THE DATA:
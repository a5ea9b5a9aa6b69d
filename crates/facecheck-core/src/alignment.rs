//! Face alignment via 4-DOF similarity transform.
//!
//! Warps a detected face to the canonical 112×112 ArcFace crop using the five
//! InsightFace reference landmarks and a least-squares fit.

use crate::types::PixelBuffer;
use image::{Rgb, RgbImage};

/// ArcFace reference landmarks for a 112×112 output.
pub(crate) const REFERENCE_LANDMARKS_112: [(f32, f32); 5] = [
    (38.2946, 51.6963), // left eye
    (73.5318, 51.5014), // right eye
    (56.0252, 71.7366), // nose
    (41.5493, 92.3655), // left mouth
    (70.7299, 92.2041), // right mouth
];

pub const ALIGNED_SIZE: u32 = 112;

/// Similarity transform `dst = [[a, -b], [b, a]] * src + [tx, ty]`.
#[derive(Debug, Clone, Copy, PartialEq)]
struct Similarity {
    a: f32,
    b: f32,
    tx: f32,
    ty: f32,
}

impl Similarity {
    /// Least-squares fit mapping `src` landmarks onto `dst`.
    ///
    /// Each point pair contributes two rows of the overdetermined system
    /// `[sx, -sy, 1, 0] · p = dx` and `[sy, sx, 0, 1] · p = dy` with
    /// `p = [a, b, tx, ty]`; the normal equations are solved directly.
    fn estimate(src: &[(f32, f32); 5], dst: &[(f32, f32); 5]) -> Option<Self> {
        let mut ata = [[0.0f32; 4]; 4];
        let mut atb = [0.0f32; 4];

        for (&(sx, sy), &(dx, dy)) in src.iter().zip(dst.iter()) {
            let r1 = [sx, -sy, 1.0, 0.0];
            let r2 = [sy, sx, 0.0, 1.0];
            for j in 0..4 {
                for k in 0..4 {
                    ata[j][k] += r1[j] * r1[k] + r2[j] * r2[k];
                }
                atb[j] += r1[j] * dx + r2[j] * dy;
            }
        }

        let [a, b, tx, ty] = solve_4x4(ata, atb)?;
        Some(Self { a, b, tx, ty })
    }

    /// Map a destination point back into source space.
    fn invert_point(&self, x: f32, y: f32) -> Option<(f32, f32)> {
        let det = self.a * self.a + self.b * self.b;
        if det.abs() < 1e-12 {
            return None;
        }
        let dx = x - self.tx;
        let dy = y - self.ty;
        Some((
            (self.a * dx + self.b * dy) / det,
            (-self.b * dx + self.a * dy) / det,
        ))
    }
}

/// Solve a 4×4 linear system via Gaussian elimination with partial pivoting.
/// Returns `None` for a singular system.
#[allow(clippy::needless_range_loop)]
fn solve_4x4(ata: [[f32; 4]; 4], atb: [f32; 4]) -> Option<[f32; 4]> {
    let scale = ata.iter().flatten().fold(0.0f32, |acc, v| acc.max(v.abs()));
    let eps = (scale * 1e-6).max(1e-12);

    let mut m = [[0.0f32; 5]; 4];
    for i in 0..4 {
        m[i][..4].copy_from_slice(&ata[i]);
        m[i][4] = atb[i];
    }

    for col in 0..4 {
        let max_row = (col..4)
            .max_by(|&r1, &r2| m[r1][col].abs().total_cmp(&m[r2][col].abs()))
            .unwrap_or(col);
        m.swap(col, max_row);

        let pivot = m[col][col];
        if pivot.abs() < eps {
            return None;
        }

        for row in (col + 1)..4 {
            let factor = m[row][col] / pivot;
            for j in col..5 {
                m[row][j] -= factor * m[col][j];
            }
        }
    }

    let mut x = [0.0f32; 4];
    for i in (0..4).rev() {
        x[i] = m[i][4];
        for j in (i + 1)..4 {
            x[i] -= m[i][j] * x[j];
        }
        x[i] /= m[i][i];
    }

    Some(x)
}

/// Bilinear sample of one RGB pixel; out-of-bounds neighbours read as black.
fn sample(image: &PixelBuffer, sx: f32, sy: f32) -> Rgb<u8> {
    let x0 = sx.floor() as i64;
    let y0 = sy.floor() as i64;
    let fx = sx - x0 as f32;
    let fy = sy - y0 as f32;

    let fetch = |x: i64, y: i64| -> [f32; 3] {
        if x >= 0 && y >= 0 && (x as u32) < image.width() && (y as u32) < image.height() {
            let p = image.get_pixel(x as u32, y as u32).0;
            [p[0] as f32, p[1] as f32, p[2] as f32]
        } else {
            [0.0; 3]
        }
    };

    let tl = fetch(x0, y0);
    let tr = fetch(x0 + 1, y0);
    let bl = fetch(x0, y0 + 1);
    let br = fetch(x0 + 1, y0 + 1);

    let mut out = [0u8; 3];
    for c in 0..3 {
        let val = tl[c] * (1.0 - fx) * (1.0 - fy)
            + tr[c] * fx * (1.0 - fy)
            + bl[c] * (1.0 - fx) * fy
            + br[c] * fx * fy;
        out[c] = val.round().clamp(0.0, 255.0) as u8;
    }
    Rgb(out)
}

/// Align a detected face to a canonical 112×112 RGB crop suitable for ArcFace.
///
/// A degenerate landmark set (all points coincident) yields a black crop.
pub fn align_face(image: &PixelBuffer, landmarks: &[(f32, f32); 5]) -> PixelBuffer {
    let Some(transform) = Similarity::estimate(landmarks, &REFERENCE_LANDMARKS_112) else {
        tracing::debug!("degenerate landmarks, alignment produced an empty crop");
        return RgbImage::new(ALIGNED_SIZE, ALIGNED_SIZE);
    };

    RgbImage::from_fn(ALIGNED_SIZE, ALIGNED_SIZE, |ox, oy| {
        match transform.invert_point(ox as f32, oy as f32) {
            Some((sx, sy)) => sample(image, sx, sy),
            None => Rgb([0, 0, 0]),
        }
    })
}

BRIEF:
The records above must be written out again exactly.

RESPONSE TO THIS EXERCISE:
repository a5ea9b5a9aa6b69d
filename crates/facecheck-core/src/alignment.rs
//! Face alignment via 4-DOF similarity transform.
//!
//! Warps a detected face to the canonical 112×112 ArcFace crop using the five
//! InsightFace reference landmarks and a least-squares fit.

use crate::types::PixelBuffer;
use image::{Rgb, RgbImage};

/// ArcFace reference landmarks for a 112×112 output.
pub(crate) const REFERENCE_LANDMARKS_112: [(f32, f32); 5] = [
    (38.2946, 51.6963), // left eye
    (73.5318, 51.5014), // right eye
    (56.0252, 71.7366), // nose
    (41.5493, 92.3655), // left mouth
    (70.7299, 92.2041), // right mouth
];

pub const ALIGNED_SIZE: u32 = 112;

/// Similarity transform `dst = [[a, -b], [b, a]] * src + [tx, ty]`.
#[derive(Debug, Clone, Copy, PartialEq)]
struct Similarity {
    a: f32,
    b: f32,
    tx: f32,
    ty: f32,
}

impl Similarity {
    /// Least-squares fit mapping `src` landmarks onto `dst`.
    ///
    /// Each point pair contributes two rows of the overdetermined system
    /// `[sx, -sy, 1, 0] · p = dx` and `[sy, sx, 0, 1] · p = dy` with
    /// `p = [a, b, tx, ty]`; the normal equations are solved directly.
    fn estimate(src: &[(f32, f32); 5], dst: &[(f32, f32); 5]) -> Option<Self> {
        let mut ata = [[0.0f32; 4]; 4];
        let mut atb = [0.0f32; 4];

        for (&(sx, sy), &(dx, dy)) in src.iter().zip(dst.iter()) {
            let r1 = [sx, -sy, 1.0, 0.0];
            let r2 = [sy, sx, 0.0, 1.0];
            for j in 0..4 {
                for k in 0..4 {
                    ata[j][k] += r1[j] * r1[k] + r2[j] * r2[k];
                }
                atb[j] += r1[j] * dx + r2[j] * dy;
            }
        }

        let [a, b, tx, ty] = solve_4x4(ata, atb)?;
        Some(Self { a, b, tx, ty })
    }

    /// Map a destination point back into source space.
    fn invert_point(&self, x: f32, y: f32) -> Option<(f32, f32)> {
        let det = self.a * self.a + self.b * self.b;
        if det.abs() < 1e-12 {
            return None;
        }
        let dx = x - self.tx;
        let dy = y - self.ty;
        Some((
            (self.a * dx + self.b * dy) / det,
            (-self.b * dx + self.a * dy) / det,
        ))
    }
}

/// Solve a 4×4 linear system via Gaussian elimination with partial pivoting.
/// Returns `None` for a singular system.
#[allow(clippy::needless_range_loop)]
fn solve_4x4(ata: [[f32; 4]; 4], atb: [f32; 4]) -> Option<[f32; 4]> {
    let scale = ata.iter().flatten().fold(0.0f32, |acc, v| acc.max(v.abs()));
    let eps = (scale * 1e-6).max(1e-12);

    let mut m = [[0.0f32; 5]; 4];
    for i in 0..4 {
        m[i][..4].copy_from_slice(&ata[i]);
        m[i][4] = atb[i];
    }

    for col in 0..4 {
        let max_row = (col..4)
            .max_by(|&r1, &r2| m[r1][col].abs().total_cmp(&m[r2][col].abs()))
            .unwrap_or(col);
        m.swap(col, max_row);

        let pivot = m[col][col];
        if pivot.abs() < eps {
            return None;
        }

        for row in (col + 1)..4 {
            let factor = m[row][col] / pivot;
            for j in col..5 {
                m[row][j] -= factor * m[col][j];
            }
        }
    }

    let mut x = [0.0f32; 4];
    for i in (0..4).rev() {
        x[i] = m[i][4];
        for j in (i + 1)..4 {
            x[i] -= m[i][j] * x[j];
        }
        x[i] /= m[i][i];
    }

    Some(x)
}

/// Bilinear sample of one RGB pixel; out-of-bounds neighbours read as black.
fn sample(image: &PixelBuffer, sx: f32, sy: f32) -> Rgb<u8> {
    let x0 = sx.floor() as i64;
    let y0 = sy.floor() as i64;
    let fx = sx - x0 as f32;
    let fy = sy - y0 as f32;

    let fetch = |x: i64, y: i64| -> [f32; 3] {
        if x >= 0 && y >= 0 && (x as u32) < image.width() && (y as u32) < image.height() {
            let p = image.get_pixel(x as u32, y as u32).0;
            [p[0] as f32, p[1] as f32, p[2] as f32]
        } else {
            [0.0; 3]
        }
    };

    let tl = fetch(x0, y0);
    let tr = fetch(x0 + 1, y0);
    let bl = fetch(x0, y0 + 1);
    let br = fetch(x0 + 1, y0 + 1);

    let mut out = [0u8; 3];
    for c in 0..3 {
        let val = tl[c] * (1.0 - fx) * (1.0 - fy)
            + tr[c] * fx * (1.0 - fy)
            + bl[c] * (1.0 - fx) * fy
            + br[c] * fx * fy;
        out[c] = val.round().clamp(0.0, 255.0) as u8;
    }
    Rgb(out)
}

/// Align a detected face to a canonical 112×112 RGB crop suitable for ArcFace.
///
/// A degenerate landmark set (all points coincident) yields a black crop.
pub fn align_face(image: &PixelBuffer, landmarks: &[(f32, f32); 5]) -> PixelBuffer {
    let Some(transform) = Similarity::estimate(landmarks, &REFERENCE_LANDMARKS_112) else {
        tracing::debug!("degenerate landmarks, alignment produced an empty crop");
        return RgbImage::new(ALIGNED_SIZE, ALIGNED_SIZE);
    };

    RgbImage::from_fn(ALIGNED_SIZE, ALIGNED_SIZE, |ox, oy| {
        match transform.invert_point(ox as f32, oy as f32) {
            Some((sx, sy)) => sample(image, sx, sy),
            None => Rgb([0, 0, 0]),
        }
    })
}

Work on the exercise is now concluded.